Dataset entries
++++++++++++++++++++
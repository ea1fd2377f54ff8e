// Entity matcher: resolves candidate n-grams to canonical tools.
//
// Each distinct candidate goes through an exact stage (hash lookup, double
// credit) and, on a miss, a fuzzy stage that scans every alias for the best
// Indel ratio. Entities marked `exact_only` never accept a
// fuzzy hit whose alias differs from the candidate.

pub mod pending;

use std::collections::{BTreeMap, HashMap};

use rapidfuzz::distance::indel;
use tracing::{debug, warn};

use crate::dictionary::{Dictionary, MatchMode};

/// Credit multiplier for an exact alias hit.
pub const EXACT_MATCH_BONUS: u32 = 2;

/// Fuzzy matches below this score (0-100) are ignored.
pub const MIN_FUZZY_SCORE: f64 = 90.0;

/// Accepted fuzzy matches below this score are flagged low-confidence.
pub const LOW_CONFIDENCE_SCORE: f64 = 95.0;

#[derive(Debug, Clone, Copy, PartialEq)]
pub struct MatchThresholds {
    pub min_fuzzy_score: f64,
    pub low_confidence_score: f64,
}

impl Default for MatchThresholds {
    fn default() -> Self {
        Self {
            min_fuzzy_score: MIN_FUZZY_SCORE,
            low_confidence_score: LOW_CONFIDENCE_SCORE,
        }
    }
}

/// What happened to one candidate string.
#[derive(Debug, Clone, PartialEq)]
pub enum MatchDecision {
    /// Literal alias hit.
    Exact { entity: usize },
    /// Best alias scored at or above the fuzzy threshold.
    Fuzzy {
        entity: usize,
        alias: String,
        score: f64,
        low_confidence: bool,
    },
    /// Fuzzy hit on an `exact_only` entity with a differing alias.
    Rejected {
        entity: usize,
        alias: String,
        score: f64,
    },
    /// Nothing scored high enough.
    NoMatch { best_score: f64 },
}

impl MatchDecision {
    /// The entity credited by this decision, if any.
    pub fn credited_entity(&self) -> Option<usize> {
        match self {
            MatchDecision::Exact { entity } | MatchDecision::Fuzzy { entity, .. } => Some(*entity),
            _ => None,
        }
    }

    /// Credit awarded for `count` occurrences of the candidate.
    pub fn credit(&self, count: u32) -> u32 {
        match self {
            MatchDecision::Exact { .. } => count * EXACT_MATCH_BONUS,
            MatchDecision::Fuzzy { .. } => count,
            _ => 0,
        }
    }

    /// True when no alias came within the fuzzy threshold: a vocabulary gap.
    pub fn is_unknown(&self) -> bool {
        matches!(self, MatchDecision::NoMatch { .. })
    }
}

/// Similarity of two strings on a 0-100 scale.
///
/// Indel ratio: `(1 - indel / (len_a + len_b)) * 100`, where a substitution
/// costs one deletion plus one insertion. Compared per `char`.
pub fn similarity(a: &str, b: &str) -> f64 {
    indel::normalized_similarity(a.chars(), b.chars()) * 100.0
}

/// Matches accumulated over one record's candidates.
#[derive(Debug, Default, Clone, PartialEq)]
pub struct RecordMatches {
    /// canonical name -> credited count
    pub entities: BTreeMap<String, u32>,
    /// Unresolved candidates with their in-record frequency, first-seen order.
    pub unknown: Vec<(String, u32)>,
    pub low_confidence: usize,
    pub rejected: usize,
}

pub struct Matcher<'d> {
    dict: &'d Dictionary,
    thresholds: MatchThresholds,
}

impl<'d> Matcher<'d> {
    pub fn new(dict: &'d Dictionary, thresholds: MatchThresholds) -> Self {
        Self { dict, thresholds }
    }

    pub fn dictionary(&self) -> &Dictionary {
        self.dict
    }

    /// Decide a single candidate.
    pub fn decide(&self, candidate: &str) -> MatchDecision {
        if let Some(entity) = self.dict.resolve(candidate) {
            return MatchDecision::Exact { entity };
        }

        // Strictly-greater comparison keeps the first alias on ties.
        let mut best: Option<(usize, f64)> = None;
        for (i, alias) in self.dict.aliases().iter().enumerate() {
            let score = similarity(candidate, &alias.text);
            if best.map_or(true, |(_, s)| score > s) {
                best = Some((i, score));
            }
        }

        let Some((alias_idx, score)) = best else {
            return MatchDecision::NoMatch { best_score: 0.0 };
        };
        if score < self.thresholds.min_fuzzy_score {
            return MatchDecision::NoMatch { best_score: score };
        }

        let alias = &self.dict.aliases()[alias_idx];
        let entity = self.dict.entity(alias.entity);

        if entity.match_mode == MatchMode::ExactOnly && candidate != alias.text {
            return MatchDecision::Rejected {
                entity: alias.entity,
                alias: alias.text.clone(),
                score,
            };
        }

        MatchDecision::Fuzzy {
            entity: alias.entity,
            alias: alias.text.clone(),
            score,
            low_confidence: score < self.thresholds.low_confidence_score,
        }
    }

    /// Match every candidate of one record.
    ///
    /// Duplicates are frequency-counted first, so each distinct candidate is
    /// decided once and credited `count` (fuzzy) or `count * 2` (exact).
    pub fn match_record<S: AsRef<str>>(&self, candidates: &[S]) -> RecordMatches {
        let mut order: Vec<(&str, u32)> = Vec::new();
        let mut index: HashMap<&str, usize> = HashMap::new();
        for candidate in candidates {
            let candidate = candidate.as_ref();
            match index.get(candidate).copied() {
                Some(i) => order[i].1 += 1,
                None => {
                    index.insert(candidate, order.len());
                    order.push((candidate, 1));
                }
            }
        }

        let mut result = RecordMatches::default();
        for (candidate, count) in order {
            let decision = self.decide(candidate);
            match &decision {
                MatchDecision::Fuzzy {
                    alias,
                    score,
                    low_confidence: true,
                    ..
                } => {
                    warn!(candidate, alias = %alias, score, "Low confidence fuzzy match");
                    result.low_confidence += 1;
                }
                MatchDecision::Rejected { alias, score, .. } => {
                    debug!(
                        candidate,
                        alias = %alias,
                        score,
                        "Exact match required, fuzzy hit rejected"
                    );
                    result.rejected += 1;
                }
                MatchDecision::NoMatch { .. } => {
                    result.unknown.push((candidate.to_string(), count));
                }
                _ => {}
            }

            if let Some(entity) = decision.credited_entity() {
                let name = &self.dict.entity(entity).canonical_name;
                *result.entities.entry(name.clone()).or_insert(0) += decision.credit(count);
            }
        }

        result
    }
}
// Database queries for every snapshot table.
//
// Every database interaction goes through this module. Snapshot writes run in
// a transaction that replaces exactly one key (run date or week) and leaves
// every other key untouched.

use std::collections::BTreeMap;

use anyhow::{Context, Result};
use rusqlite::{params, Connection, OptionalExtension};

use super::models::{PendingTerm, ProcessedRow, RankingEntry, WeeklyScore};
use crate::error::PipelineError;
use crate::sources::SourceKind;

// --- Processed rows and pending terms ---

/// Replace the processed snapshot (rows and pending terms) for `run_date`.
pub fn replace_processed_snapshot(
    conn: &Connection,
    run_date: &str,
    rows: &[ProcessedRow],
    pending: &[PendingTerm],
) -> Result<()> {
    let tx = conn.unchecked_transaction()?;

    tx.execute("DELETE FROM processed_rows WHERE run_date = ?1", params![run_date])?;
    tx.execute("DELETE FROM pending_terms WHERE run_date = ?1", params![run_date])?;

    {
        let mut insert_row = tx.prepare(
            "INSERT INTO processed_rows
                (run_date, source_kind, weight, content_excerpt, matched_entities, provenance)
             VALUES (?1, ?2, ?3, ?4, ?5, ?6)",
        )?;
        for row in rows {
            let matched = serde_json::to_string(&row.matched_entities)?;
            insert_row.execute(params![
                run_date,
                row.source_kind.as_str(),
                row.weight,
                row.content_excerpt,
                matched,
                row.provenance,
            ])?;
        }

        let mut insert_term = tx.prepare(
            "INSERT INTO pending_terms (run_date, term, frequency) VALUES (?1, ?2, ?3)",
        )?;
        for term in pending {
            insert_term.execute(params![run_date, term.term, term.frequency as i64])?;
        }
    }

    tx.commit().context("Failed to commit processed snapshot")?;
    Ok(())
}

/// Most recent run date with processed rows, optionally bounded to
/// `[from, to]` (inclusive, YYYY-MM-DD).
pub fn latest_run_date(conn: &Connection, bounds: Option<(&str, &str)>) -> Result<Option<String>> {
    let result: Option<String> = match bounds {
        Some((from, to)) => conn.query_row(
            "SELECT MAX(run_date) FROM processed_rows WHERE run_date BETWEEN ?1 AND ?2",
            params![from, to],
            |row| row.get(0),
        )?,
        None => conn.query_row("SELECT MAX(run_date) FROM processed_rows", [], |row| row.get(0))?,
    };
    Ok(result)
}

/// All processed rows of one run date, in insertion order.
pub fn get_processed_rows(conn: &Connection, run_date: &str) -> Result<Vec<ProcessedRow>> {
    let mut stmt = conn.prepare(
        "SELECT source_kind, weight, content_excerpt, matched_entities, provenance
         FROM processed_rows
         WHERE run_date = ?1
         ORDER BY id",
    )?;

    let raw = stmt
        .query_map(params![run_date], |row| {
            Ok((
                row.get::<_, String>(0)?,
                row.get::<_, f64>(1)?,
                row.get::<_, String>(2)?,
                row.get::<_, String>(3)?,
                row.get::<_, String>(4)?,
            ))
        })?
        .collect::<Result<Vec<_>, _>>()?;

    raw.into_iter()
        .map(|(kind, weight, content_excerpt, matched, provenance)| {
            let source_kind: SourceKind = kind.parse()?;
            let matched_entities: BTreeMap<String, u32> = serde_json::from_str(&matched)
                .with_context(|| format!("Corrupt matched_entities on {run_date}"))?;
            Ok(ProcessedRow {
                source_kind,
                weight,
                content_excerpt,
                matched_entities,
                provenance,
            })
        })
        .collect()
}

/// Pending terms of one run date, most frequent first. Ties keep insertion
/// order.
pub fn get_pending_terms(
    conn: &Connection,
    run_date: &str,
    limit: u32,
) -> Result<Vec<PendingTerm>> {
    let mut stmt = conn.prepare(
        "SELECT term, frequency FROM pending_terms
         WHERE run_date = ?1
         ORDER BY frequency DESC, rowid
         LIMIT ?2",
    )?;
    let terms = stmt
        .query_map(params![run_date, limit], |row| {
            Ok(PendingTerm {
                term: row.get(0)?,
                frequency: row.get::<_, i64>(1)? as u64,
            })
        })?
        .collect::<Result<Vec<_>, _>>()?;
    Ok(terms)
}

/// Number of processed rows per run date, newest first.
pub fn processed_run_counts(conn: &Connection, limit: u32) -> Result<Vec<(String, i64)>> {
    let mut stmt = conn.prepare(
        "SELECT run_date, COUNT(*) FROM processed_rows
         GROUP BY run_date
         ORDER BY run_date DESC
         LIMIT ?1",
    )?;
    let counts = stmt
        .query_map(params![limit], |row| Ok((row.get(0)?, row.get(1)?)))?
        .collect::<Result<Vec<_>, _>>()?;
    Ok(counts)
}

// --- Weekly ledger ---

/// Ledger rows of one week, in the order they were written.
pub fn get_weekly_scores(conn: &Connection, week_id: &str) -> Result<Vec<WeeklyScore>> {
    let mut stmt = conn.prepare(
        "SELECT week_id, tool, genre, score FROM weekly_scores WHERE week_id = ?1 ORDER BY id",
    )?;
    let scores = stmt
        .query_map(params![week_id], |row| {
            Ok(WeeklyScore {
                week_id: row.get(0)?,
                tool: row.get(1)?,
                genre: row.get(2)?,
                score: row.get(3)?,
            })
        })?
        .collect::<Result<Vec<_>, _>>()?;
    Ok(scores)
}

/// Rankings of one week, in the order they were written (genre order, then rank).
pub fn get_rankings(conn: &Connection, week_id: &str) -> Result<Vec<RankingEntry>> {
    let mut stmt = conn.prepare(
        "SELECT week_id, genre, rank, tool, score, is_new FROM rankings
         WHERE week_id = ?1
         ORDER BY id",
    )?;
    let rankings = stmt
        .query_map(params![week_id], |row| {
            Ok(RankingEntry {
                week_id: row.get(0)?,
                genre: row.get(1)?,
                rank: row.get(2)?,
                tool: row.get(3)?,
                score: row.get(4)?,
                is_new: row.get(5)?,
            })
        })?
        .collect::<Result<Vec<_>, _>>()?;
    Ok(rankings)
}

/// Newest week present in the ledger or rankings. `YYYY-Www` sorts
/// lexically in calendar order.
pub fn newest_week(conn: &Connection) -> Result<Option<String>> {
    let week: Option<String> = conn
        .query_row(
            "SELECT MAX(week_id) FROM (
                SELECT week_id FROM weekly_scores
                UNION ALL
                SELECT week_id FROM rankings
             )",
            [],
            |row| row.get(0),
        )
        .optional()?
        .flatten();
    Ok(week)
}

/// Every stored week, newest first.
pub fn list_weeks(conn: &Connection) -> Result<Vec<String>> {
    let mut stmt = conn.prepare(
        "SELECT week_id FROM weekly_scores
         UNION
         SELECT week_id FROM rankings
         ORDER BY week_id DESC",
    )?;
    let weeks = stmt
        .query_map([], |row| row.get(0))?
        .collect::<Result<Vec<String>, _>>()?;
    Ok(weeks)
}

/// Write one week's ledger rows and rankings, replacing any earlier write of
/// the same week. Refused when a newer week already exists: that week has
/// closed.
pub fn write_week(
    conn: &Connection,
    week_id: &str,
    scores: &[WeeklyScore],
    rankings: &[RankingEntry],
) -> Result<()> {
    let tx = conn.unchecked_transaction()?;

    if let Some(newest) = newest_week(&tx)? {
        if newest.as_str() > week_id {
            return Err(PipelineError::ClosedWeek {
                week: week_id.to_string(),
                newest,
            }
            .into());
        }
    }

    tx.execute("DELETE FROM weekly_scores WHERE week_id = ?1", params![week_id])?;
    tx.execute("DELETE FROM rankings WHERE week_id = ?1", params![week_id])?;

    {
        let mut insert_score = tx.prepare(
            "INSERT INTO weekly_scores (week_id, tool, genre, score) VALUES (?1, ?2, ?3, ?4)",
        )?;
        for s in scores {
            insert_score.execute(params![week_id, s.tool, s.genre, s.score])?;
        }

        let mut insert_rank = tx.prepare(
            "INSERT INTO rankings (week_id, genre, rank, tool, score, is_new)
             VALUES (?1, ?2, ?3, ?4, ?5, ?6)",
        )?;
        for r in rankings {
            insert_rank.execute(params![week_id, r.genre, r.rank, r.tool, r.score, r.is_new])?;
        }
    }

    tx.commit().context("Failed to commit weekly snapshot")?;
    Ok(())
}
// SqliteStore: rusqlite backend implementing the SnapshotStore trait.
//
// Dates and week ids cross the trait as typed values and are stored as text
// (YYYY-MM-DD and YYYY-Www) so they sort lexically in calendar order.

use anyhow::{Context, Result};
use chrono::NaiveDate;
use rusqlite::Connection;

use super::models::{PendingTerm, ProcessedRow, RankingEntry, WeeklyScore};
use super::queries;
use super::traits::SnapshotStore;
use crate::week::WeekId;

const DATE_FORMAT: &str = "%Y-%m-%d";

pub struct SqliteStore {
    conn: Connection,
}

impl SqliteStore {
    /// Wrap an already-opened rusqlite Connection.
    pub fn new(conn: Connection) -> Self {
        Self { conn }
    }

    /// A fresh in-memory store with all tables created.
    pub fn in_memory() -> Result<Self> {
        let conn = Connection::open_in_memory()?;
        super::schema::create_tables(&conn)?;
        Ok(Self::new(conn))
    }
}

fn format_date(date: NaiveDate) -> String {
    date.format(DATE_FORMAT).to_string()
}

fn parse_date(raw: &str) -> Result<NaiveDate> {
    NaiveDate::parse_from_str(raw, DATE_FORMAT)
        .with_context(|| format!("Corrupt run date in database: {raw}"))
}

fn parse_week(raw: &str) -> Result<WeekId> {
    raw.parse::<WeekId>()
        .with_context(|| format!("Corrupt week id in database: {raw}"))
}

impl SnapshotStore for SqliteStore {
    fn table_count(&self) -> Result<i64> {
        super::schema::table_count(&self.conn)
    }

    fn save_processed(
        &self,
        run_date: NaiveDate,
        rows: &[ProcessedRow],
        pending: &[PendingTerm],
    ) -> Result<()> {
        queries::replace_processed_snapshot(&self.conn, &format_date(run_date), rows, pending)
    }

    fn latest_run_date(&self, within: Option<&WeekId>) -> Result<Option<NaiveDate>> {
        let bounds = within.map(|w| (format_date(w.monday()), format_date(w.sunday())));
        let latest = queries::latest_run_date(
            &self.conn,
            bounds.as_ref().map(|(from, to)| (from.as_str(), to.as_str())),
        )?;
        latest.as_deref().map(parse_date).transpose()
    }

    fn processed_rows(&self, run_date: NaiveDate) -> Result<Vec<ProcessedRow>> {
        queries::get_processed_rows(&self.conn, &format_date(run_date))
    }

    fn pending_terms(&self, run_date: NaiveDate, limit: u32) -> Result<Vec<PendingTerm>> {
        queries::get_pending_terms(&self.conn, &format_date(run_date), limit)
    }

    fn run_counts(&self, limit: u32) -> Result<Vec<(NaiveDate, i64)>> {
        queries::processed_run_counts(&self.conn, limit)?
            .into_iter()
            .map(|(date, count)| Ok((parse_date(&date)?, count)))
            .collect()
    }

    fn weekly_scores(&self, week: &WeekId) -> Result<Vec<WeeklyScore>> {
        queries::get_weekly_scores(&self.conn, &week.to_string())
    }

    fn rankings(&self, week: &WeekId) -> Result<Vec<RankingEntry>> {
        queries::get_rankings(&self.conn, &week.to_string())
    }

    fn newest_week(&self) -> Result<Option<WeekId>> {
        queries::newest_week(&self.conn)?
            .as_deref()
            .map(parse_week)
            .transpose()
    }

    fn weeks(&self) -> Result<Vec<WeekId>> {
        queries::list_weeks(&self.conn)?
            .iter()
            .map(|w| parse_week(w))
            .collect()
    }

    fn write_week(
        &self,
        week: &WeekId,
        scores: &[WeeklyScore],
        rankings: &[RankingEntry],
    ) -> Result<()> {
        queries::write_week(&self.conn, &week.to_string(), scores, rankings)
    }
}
++++++++++++++++++++
WHAT YOU NEED TO DO
In the data above, find each line that uses the string "through". Copy it.

EXERCISE ANSWER
// Each distinct candidate goes through an exact stage (hash lookup, double
// Every database interaction goes through this module. Snapshot writes run in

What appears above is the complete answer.